- TASK MATERIAL

_ _ _ _ _ _ _

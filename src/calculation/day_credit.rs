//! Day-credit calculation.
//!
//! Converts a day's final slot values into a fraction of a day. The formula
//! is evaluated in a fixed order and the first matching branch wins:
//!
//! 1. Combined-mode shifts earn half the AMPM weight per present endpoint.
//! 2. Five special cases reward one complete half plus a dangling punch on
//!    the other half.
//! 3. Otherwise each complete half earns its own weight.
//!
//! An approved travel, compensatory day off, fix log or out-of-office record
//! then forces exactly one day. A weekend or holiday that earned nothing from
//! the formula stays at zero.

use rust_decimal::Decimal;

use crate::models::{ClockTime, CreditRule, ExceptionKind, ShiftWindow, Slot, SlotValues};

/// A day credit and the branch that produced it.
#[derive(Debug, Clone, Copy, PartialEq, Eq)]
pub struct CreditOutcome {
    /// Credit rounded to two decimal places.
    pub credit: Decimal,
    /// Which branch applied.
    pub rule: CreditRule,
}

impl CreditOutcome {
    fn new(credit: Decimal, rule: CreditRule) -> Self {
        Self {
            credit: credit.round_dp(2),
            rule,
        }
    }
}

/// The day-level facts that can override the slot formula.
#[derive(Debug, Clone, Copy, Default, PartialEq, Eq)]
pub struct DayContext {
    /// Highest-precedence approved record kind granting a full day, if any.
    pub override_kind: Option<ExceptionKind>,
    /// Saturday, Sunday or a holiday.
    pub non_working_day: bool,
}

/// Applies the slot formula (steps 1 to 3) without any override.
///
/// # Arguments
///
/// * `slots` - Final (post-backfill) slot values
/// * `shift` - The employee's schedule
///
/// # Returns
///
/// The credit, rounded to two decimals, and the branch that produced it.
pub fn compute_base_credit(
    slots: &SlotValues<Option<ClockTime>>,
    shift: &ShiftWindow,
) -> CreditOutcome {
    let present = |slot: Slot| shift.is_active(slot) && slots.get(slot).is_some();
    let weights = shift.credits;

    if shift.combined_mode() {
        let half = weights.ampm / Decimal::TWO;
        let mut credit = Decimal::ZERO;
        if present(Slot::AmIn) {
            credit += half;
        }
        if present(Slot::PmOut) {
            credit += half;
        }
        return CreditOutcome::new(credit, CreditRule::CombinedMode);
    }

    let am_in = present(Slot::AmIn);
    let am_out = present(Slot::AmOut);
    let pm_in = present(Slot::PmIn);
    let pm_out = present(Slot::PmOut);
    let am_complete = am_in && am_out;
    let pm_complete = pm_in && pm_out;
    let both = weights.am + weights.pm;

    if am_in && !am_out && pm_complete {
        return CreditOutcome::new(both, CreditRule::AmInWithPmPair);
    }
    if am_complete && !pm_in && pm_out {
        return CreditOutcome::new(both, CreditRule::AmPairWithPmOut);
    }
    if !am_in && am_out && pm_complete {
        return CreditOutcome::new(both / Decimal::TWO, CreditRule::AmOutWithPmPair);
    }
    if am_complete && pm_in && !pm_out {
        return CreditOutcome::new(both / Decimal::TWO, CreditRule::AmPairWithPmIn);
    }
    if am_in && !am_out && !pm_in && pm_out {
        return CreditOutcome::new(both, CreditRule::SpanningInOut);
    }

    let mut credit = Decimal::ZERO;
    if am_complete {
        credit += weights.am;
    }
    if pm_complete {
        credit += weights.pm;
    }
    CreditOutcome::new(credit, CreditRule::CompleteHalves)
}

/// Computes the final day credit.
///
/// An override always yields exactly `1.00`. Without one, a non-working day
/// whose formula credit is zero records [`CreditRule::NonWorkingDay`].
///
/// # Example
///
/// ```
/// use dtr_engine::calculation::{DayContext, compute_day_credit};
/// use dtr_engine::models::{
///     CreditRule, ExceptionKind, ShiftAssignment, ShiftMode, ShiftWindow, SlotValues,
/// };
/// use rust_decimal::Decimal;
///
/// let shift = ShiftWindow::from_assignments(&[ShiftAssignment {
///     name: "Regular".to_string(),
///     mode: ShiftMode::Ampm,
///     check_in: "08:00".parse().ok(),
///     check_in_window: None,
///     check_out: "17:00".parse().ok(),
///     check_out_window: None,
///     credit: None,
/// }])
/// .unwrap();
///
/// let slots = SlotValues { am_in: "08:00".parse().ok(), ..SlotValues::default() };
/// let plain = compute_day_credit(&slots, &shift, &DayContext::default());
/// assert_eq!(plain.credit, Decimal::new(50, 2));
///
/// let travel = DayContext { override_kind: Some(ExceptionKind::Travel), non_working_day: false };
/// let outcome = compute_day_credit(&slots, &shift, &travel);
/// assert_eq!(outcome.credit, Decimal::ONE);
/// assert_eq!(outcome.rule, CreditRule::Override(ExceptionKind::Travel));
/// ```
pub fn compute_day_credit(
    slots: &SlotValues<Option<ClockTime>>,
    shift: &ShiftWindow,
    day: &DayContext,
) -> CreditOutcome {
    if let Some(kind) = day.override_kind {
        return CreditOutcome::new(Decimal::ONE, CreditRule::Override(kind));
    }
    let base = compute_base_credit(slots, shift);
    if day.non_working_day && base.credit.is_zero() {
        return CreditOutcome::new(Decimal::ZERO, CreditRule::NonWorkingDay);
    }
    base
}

_ _ _ _ _ _ _

- EXERCISE INSTRUCTIONS
Scan the material above for the word "that", and copy every line in which it is found.

- RESPONSE TO THE TASK
//! then forces exactly one day. A weekend or holiday that earned nothing from
/// A day credit and the branch that produced it.
/// The day-level facts that can override the slot formula.
/// The credit, rounded to two decimals, and the branch that produced it.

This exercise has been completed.